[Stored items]
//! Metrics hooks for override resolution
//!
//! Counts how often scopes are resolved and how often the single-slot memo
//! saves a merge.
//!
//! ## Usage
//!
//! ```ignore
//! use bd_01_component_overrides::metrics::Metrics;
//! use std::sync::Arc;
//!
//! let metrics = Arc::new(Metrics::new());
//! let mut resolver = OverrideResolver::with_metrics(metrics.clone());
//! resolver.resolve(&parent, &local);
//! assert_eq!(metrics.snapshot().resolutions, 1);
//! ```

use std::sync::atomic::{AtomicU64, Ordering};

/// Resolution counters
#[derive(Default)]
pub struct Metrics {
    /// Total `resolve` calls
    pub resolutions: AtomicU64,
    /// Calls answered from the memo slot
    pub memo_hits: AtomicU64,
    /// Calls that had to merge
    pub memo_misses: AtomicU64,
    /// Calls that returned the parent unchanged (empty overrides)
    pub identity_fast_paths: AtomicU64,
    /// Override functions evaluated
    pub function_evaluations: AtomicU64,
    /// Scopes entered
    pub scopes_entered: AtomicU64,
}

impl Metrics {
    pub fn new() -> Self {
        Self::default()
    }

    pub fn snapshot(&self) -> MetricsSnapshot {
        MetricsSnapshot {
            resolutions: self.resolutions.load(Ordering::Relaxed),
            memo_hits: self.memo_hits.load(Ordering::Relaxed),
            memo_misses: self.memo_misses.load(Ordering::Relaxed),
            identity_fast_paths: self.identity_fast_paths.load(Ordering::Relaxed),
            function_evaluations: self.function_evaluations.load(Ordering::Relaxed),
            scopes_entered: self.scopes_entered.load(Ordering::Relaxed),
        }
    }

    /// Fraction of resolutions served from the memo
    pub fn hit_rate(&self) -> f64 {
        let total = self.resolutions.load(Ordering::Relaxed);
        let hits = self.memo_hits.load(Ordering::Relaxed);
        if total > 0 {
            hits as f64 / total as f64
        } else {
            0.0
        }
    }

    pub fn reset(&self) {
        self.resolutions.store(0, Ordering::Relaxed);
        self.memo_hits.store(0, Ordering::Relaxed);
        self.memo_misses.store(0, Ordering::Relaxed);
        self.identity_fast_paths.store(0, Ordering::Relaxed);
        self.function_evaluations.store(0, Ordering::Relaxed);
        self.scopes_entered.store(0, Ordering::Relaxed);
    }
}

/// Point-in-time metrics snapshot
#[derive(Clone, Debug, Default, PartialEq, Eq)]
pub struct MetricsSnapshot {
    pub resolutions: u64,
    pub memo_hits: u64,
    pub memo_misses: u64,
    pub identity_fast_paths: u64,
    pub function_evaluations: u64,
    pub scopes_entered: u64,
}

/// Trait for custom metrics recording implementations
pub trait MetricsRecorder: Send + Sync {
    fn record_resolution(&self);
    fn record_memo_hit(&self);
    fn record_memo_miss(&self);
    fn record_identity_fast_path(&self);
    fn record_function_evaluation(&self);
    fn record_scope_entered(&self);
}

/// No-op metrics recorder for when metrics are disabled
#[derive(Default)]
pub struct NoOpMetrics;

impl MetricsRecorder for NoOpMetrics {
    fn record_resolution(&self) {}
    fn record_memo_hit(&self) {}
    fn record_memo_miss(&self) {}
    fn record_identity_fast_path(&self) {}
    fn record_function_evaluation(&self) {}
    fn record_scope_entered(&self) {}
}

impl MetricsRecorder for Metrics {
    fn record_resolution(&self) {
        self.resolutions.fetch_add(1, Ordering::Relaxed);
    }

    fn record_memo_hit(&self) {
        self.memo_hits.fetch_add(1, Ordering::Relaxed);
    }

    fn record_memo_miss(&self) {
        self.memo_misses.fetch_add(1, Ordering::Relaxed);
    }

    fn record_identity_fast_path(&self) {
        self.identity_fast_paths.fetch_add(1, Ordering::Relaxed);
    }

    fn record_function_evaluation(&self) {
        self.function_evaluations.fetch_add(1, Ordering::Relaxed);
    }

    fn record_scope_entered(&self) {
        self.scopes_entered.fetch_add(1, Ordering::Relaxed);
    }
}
---
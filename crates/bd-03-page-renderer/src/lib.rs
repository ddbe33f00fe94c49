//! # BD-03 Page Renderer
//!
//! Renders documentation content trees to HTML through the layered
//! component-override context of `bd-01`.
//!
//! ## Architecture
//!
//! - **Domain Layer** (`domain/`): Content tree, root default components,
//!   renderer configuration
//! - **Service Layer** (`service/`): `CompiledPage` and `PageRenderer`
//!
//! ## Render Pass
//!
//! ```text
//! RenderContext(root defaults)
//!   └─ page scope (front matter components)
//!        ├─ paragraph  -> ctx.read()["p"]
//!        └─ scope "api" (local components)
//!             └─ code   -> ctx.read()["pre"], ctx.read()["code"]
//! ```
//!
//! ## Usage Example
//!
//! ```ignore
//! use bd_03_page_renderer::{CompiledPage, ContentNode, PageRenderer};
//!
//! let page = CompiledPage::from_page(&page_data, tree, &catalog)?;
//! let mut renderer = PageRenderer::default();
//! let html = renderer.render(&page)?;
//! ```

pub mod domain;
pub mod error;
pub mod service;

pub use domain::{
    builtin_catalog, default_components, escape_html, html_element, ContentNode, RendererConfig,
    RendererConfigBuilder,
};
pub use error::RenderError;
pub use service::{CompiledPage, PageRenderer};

■ **GOAL OF THE EXERCISE**:
Whenever a line in the records contains the word "slot", copy that line.

■ **THE COMPLETED TASK**:
//! Counts how often scopes are resolved and how often the single-slot memo
    /// Calls answered from the memo slot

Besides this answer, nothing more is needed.